What is being asked
How many lines in this data contain the string "HashSet"? Reply with the number only.

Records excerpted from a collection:
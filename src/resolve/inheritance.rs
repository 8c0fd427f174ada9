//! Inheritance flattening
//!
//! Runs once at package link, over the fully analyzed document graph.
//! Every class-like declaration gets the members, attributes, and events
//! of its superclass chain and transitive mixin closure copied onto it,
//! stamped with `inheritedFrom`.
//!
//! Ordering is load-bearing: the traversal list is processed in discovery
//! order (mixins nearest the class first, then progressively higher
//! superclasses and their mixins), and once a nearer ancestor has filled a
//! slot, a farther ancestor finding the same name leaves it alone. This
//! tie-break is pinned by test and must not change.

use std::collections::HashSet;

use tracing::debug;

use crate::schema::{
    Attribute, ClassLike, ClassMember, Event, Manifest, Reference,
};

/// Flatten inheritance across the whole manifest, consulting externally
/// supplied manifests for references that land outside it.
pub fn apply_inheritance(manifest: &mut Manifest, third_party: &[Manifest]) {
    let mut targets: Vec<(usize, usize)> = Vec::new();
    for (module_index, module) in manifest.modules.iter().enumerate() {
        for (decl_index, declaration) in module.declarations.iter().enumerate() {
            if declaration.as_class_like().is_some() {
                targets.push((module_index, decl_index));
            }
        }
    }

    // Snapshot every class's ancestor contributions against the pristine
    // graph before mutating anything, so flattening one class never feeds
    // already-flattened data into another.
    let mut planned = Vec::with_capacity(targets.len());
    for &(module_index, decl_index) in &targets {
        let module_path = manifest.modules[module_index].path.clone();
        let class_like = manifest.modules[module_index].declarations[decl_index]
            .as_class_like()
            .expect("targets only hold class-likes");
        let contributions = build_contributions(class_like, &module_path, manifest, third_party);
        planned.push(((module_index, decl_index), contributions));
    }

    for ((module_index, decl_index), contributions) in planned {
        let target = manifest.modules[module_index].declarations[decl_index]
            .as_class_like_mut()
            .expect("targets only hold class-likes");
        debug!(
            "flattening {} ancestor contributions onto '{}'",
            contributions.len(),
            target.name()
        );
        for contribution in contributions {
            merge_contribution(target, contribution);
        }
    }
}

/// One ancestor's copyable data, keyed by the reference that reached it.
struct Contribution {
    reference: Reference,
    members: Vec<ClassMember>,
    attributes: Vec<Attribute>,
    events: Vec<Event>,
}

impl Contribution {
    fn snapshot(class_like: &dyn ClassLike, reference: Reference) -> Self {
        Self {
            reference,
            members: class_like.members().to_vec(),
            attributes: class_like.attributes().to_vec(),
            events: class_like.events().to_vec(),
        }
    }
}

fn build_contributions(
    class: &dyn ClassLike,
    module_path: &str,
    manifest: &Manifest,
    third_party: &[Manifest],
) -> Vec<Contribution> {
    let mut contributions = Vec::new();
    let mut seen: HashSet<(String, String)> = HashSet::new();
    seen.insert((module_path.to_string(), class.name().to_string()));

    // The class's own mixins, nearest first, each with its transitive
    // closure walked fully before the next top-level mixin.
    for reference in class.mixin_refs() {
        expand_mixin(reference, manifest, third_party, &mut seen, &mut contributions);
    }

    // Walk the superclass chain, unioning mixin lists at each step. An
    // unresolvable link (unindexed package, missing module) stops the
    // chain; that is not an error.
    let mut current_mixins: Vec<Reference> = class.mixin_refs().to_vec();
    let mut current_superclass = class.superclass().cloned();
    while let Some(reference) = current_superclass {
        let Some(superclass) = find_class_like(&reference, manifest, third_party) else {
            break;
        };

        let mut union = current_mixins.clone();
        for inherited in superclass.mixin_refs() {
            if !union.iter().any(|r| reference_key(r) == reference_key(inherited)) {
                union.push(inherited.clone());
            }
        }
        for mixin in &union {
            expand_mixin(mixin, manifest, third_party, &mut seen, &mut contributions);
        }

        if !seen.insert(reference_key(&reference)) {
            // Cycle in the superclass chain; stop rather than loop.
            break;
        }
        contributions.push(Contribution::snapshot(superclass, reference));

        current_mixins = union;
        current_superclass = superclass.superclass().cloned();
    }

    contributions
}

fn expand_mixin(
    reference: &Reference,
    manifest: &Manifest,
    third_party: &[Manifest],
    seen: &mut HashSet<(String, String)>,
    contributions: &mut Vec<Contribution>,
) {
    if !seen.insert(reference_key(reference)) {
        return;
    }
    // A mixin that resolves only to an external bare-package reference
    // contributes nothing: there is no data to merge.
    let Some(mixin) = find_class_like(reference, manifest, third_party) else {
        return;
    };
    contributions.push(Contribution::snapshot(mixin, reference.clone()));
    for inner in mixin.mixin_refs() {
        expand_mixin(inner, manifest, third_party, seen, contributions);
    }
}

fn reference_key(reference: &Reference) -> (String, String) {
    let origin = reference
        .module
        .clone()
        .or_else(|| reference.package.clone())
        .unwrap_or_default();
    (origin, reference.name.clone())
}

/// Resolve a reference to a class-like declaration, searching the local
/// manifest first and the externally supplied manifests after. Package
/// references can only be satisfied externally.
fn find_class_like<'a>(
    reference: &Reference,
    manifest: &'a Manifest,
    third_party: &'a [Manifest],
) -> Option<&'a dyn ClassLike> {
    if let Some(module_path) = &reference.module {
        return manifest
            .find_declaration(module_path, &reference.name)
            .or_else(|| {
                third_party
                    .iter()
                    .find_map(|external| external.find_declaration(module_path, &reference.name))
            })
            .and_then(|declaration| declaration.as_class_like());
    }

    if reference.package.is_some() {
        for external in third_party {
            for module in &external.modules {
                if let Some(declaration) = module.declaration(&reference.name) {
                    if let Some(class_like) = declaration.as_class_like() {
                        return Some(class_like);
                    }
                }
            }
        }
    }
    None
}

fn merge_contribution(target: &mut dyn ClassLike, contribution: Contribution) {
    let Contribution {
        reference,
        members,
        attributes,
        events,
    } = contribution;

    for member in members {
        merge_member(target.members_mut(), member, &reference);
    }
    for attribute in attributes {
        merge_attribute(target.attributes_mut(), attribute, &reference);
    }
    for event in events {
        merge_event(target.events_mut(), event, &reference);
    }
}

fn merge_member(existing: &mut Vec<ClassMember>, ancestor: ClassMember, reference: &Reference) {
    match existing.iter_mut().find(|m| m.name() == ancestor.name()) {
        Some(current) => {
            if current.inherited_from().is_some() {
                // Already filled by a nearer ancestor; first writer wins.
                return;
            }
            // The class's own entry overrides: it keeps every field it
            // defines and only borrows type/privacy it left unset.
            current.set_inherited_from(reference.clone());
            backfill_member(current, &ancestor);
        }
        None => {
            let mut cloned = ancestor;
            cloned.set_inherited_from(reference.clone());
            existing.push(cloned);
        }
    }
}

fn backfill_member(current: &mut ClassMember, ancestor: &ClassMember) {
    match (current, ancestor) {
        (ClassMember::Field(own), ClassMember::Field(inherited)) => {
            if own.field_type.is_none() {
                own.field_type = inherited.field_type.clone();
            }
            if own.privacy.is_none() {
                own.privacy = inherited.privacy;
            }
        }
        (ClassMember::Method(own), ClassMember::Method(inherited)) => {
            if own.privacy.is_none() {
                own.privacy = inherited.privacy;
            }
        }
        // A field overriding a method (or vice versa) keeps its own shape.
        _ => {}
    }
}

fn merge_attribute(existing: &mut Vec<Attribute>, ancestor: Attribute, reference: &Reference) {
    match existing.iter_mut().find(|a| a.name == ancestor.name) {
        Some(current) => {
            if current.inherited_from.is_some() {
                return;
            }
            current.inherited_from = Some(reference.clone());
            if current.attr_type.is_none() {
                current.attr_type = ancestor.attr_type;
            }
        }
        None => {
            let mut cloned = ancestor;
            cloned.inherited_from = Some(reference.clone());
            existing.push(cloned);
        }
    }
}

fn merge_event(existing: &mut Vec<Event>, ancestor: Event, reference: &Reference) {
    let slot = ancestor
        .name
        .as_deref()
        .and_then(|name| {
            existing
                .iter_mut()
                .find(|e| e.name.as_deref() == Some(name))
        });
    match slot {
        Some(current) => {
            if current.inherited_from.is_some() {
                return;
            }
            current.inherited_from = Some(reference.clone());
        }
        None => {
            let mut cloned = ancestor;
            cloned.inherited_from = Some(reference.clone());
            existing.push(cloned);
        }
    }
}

Solution below
3